United States District Court, D. South Carolina, Anderson/Greenwood Division

March 11, 2019

Paige Elizabeth Burrows, Plaintiff,
v.
Anthony James Ryan, Jr., Defendant.

          OPINION & ORDER

          HENRY M. HERLONG, JR. SENIOR UNITED STATES DISTRICT JUDGE

         This matter is before the court on the parties' joint motion to stay the instant action. After review, the court denies the parties' joint motion and dismisses this action without prejudice pursuant to the doctrine of Colorado River[1] abstention.

         I. Factual and Procedural Background

          On February 25, 2015, Plaintiff Paige Elizabeth Burrows (“Burrows”) and Kyle Ryan[2]were involved in an automobile collision in Oconee County, South Carolina. (Compl. ¶¶ 12-14, ECF No. 1.) Burrows alleges that the vehicle driven by Kyle Ryan was owned by Defendant Anthony Ryan, Jr. (“Tony Ryan”), his father. (Id. ¶ 5, ECF No. 1.)

         Burrows filed the instant action on February 5, 2018, alleging negligence and recklessness claims against Kyle Ryan and a negligent entrustment claim against Tony Ryan. (Id. ¶¶ 16-23, ECF No. 1.) On March 15, 2018, Kyle and Tony Ryan filed a motion to dismiss for lack of subject matter jurisdiction. (Mot. Dismiss, ECF No. 5.) On April 23, 2018, the court granted the motion, dismissing Kyle Ryan as a nondiverse defendant. (April 23, 2018 Order, ECF No. 13.) On May 18, 2018, Burrows filed a motion for reconsideration, as well as a voluntary dismissal of Kyle Ryan pursuant to Rule 41(a)(1) of the Federal Rules of Civil Procedure. (Mot. Recons., ECF No. 15; Vol. Dismissal, ECF No. 15-1.) The court granted Burrow's motion, vacated the April 23, 2018 order, and dismissed Kyle Ryan from this action without prejudice in an order dated June 18, 2018. (June 18, 2018 Order, ECF No. 17.)

         On March 28, 2018, Burrows filed an action in South Carolina state court (“state action”) in Oconee County, South Carolina against Kyle Ryan regarding the same car accident at issue in the instant action. (Mot. Stay 1, ECF No. 36.) On April 25, 2018, following this court's April 23, 2018 order granting Kyle and Tony Ryan's motion to dismiss, Burrows filed an amended complaint in the state action, which added Tony Ryan as a defendant. (Id. 1-2, ECF No. 36.) In the state action, Burrows alleges the same negligent entrustment claim against Tony Ryan as is raised in the instant action. Burrows v. Ryan, C.A. No. 2018-CP-37-00209 (Am. Summons & Compl.).[3] On March 1, 2019, Burrows and Tony Ryan filed a joint motion to stay this action during the pendency of the state action. (Mot. Stay, ECF No. 36.) This matter is now ripe for consideration.

         II. Discussion of the Law

         The parties submit that the court should stay the instant action during the pendency of the state action based on the interests of the parties and principles of judicial economy. (Id., generally, ECF No. 36.) However, the court finds that the Colorado River abstention doctrine is applicable.
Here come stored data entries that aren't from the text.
impl<S> TestLoader<S> {
    /// Returns the request used for the first page.
    pub fn request(&self) -> &QueryTestVariantsRequest {
        &self.request
    }

    /// Subscribes to progress updates.
    pub fn subscribe(&self) -> watch::Receiver<LoadProgress> {
        self.progress.subscribe()
    }

    /// Returns the current progress.
    pub fn progress(&self) -> LoadProgress {
        self.compute_progress()
    }

    // ---
    // Loading flags
    // ---

    /// Returns the current loading stage.
    pub fn stage(&self) -> LoadingStage {
        self.lock_state().stage()
    }

    /// True while a load is queued or running and there are more pages to
    /// load.
    pub fn is_loading(&self) -> bool {
        !self.loaded_all_variants() && self.loading_req_count.load(Ordering::SeqCst) != 0
    }

    /// True once a load has been requested.
    pub fn first_request_sent(&self) -> bool {
        self.first_request_sent.load(Ordering::SeqCst)
    }

    /// True once every page has been loaded.
    pub fn loaded_all_variants(&self) -> bool {
        self.stage().is_done()
    }

    /// True once every test variant with `status` has been loaded.
    pub fn loaded_all(&self, status: TestVariantStatus) -> bool {
        self.stage().has_loaded_all(status)
    }

    /// True once every unexpected test variant has been loaded.
    pub fn loaded_all_unexpected_variants(&self) -> bool {
        self.loaded_all(TestVariantStatus::Unexpected)
    }

    /// True once every unexpectedly skipped test variant has been loaded.
    pub fn loaded_all_unexpectedly_skipped_variants(&self) -> bool {
        self.loaded_all(TestVariantStatus::UnexpectedlySkipped)
    }

    /// True once every flaky test variant has been loaded.
    pub fn loaded_all_flaky_variants(&self) -> bool {
        self.loaded_all(TestVariantStatus::Flaky)
    }

    /// True once every exonerated test variant has been loaded.
    pub fn loaded_all_exonerated_variants(&self) -> bool {
        self.loaded_all(TestVariantStatus::Exonerated)
    }

    /// True once every expected test variant has been loaded.
    pub fn loaded_all_expected_variants(&self) -> bool {
        self.loaded_all(TestVariantStatus::Expected)
    }

    /// True once the first unexpected test variant has arrived, or it's known
    /// that there are none.
    pub fn first_page_loaded(&self) -> bool {
        self.lock_state().first_page_loaded()
    }

    /// True if it's known that there are no non-expected test variants.
    ///
    /// This is false while that is still unknown, even if nothing has
    /// arrived yet.
    pub fn first_page_is_empty(&self) -> bool {
        self.lock_state().first_page_is_empty()
    }

    // ---
    // Counts and buckets
    // ---

    /// The number of test variants received, regardless of filter or status.
    pub fn unfiltered_test_variant_count(&self) -> usize {
        self.lock_state().unfiltered_count()
    }

    /// The number of visible test variants across all status buckets.
    pub fn test_variant_count(&self) -> usize {
        let buckets: Vec<_> = self
            .lock_state()
            .status_buckets()
            .map(<[_]>::to_vec)
            .collect();
        let view = self.view();
        buckets
            .iter()
            .map(|bucket| view.count_visible(bucket))
            .sum()
    }

    /// Returns the visible test variants with `status`, in arrival order.
    pub fn test_variants(&self, status: TestVariantStatus) -> Vec<Arc<TestVariant>> {
        let bucket = self.lock_state().bucket(status).to_vec();
        self.view().filtered(&bucket)
    }

    /// Returns the visible unexpected test variants, in arrival order.
    pub fn unexpected_test_variants(&self) -> Vec<Arc<TestVariant>> {
        self.test_variants(TestVariantStatus::Unexpected)
    }

    /// Returns the visible unexpectedly skipped test variants, in arrival
    /// order.
    pub fn unexpectedly_skipped_test_variants(&self) -> Vec<Arc<TestVariant>> {
        self.test_variants(TestVariantStatus::UnexpectedlySkipped)
    }

    /// Returns the visible flaky test variants, in arrival order.
    pub fn flaky_test_variants(&self) -> Vec<Arc<TestVariant>> {
        self.test_variants(TestVariantStatus::Flaky)
    }

    /// Returns the visible exonerated test variants, in arrival order.
    pub fn exonerated_test_variants(&self) -> Vec<Arc<TestVariant>> {
        self.test_variants(TestVariantStatus::Exonerated)
    }

    /// Returns the visible expected test variants, in arrival order.
    pub fn expected_test_variants(&self) -> Vec<Arc<TestVariant>> {
        self.test_variants(TestVariantStatus::Expected)
    }

    /// Returns the visible test variants of every status except expected, in
    /// arrival order.
    pub fn non_expected_test_variants(&self) -> Vec<Arc<TestVariant>> {
        let bucket = self.lock_state().non_expected().to_vec();
        self.view().filtered(&bucket)
    }

    /// Returns the visible non-expected test variants, grouped by the
    /// grouping keys and sorted within each group.
    ///
    /// Expected test variants are never grouped; see
    /// [`sorted_expected_variants`](Self::sorted_expected_variants).
    pub fn grouped_non_expected_variants(&self) -> Vec<Vec<Arc<TestVariant>>> {
        let bucket = self.lock_state().non_expected().to_vec();
        self.view().grouped(&bucket)
    }

    /// Returns the visible expected test variants, sorted by the sorting
    /// keys.
    pub fn sorted_expected_variants(&self) -> Vec<Arc<TestVariant>> {
        let bucket = self
            .lock_state()
            .bucket(TestVariantStatus::Expected)
            .to_vec();
        self.view().sorted(&bucket)
    }

    // ---
    // View configuration
    // ---

    /// Shows only test variants matching `filter`. Replaces any search
    /// query.
    pub fn set_filter(&self, filter: impl Fn(&TestVariant) -> bool + Send + Sync + 'static) {
        let filter: TestVariantFilter = Arc::new(filter);
        self.write_view().set_filter(filter);
    }

    /// Shows only test variants matching a search query, such as
    /// `STATUS:unexpected,flaky -V:os=mac`. An empty query shows everything.
    ///
    /// On a parse error the current filter is left in place.
    pub fn set_search_query(&self, input: &str) -> Result<(), SearchQueryParseErrors> {
        let query = SearchQuery::parse(input)?;
        self.write_view().set_search_query(query);
        Ok(())
    }

    /// Returns the active search query, if the filter was set from one.
    pub fn search_query(&self) -> Option<SearchQuery> {
        self.read_view().search_query().cloned()
    }

    /// Shows every test variant.
    pub fn clear_filter(&self) {
        self.write_view().clear_filter();
    }

    /// Returns the sorting keys.
    pub fn sorting_keys(&self) -> SortingKeys {
        self.read_view().sorting_keys().clone()
    }

    /// Replaces the sorting keys.
    pub fn set_sorting_keys(&self, sorting_keys: SortingKeys) {
        self.write_view().set_sorting_keys(sorting_keys);
    }

    /// Returns the grouping keys.
    pub fn grouping_keys(&self) -> GroupingKeys {
        self.read_view().grouping_keys().clone()
    }

    /// Replaces the grouping keys.
    pub fn set_grouping_keys(&self, grouping_keys: GroupingKeys) {
        self.write_view().set_grouping_keys(grouping_keys);
    }

    // ---
    // Helpers
    // ---

    // None of the critical sections below can panic partway through an
    // update, so a poisoned lock still guards consistent data.
    fn lock_state(&self) -> MutexGuard<'_, LoaderState> {
        self.state.lock().unwrap_or_else(PoisonError::into_inner)
    }

    // Reads filter a copy of the view, so that a filter can call back into
    // the loader.
    fn view(&self) -> ViewConfig {
        self.read_view().clone()
    }

    fn read_view(&self) -> RwLockReadGuard<'_, ViewConfig> {
        self.view.read().unwrap_or_else(PoisonError::into_inner)
    }

    fn write_view(&self) -> RwLockWriteGuard<'_, ViewConfig> {
        self.view.write().unwrap_or_else(PoisonError::into_inner)
    }

    fn compute_progress(&self) -> LoadProgress {
        let (stage, unfiltered_test_variant_count) = {
            let state = self.lock_state();
            (state.stage(), state.unfiltered_count())
        };
        LoadProgress {
            stage,
            is_loading: !stage.is_done() && self.loading_req_count.load(Ordering::SeqCst) != 0,
            first_request_sent: self.first_request_sent(),
            unfiltered_test_variant_count,
        }
    }

    fn publish_progress(&self) {
        let progress = self.compute_progress();
        self.progress.send_if_modified(|current| {
            if *current == progress {
                false
            } else {
                *current = progress;
                true
            }
        });
    }
}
See Bellotti v. Baird, 428 U.S. 132, 143 n.10 (1976) (“[I]t would appear that abstention may be raised by the court Sua sponte.”); MLC Auto., LLC v. Town of S. Pines, 532 F.3d 269, 278, 284 (4th Cir. 2008) (affirming district court's sua sponte application of abstention principles).

         The Colorado River abstention doctrine delineates when a federal court may abstain from hearing a case in deference to ongoing state proceedings. See Moses H. Cone Mem'l Hosp. v. Mercury Constr. Co., 460 U.S. 1, 13 (1983). “Generally, as between state and federal courts, the rule is that the pendency of an action in the state court is no bar to proceedings concerning the same matter in the Federal court having jurisdiction.” Colo. River, 424 U.S. at 817 (internal quotation marks omitted).

         However, abstention is only appropriate in certain limited circumstances. “Colorado River, solely as a matter of judicial administration, permits dismissal of a duplicative federal action when ‘[w]ise judicial administration, giving regard to conservation of judicial resources and comprehensive disposition of litigation' clearly favors abstention.” Chase Brexton Health Servs., Inc. v. Maryland, 411 F.3d 457, 463 (4th Cir. 2005) (quoting Colo. River, 424 U.S. at 817). Before a court may abstain, it must first determine whether parallel state and federal proceedings exist. Id. “Suits are parallel if substantially the same parties litigate substantially the same issues in different forums.” Id. at 464 (quoting New Beckley Min. Corp. v. Int'l Union, United Mine Workers of Am., 946 F.2d 1072, 1073 (4th Cir. 1991)).

         If parallel state and federal proceedings exist, a district court may abstain under the Colorado River doctrine if exceptional circumstances exist. Id. at 463. In determining this issue, a court must weigh several factors, “with the balance heavily weighted in favor of the exercise of jurisdiction.” Id. (quoting Moses H.Cone, 460 U.S. at 16). These factors include:

(1) whether the subject matter of the litigation involves property where the first court may assume in rem jurisdiction to the exclusion of others; (2) whether the federal forum is an inconvenient one; (3) the desirability of avoiding piecemeal litigation; (4) the relevant order in which the courts obtained jurisdiction and the progress achieved in each action; (5) whether state law or federal law provides the rule of decision on the merits; and (6) the adequacy of the state proceeding to protect the parties' rights.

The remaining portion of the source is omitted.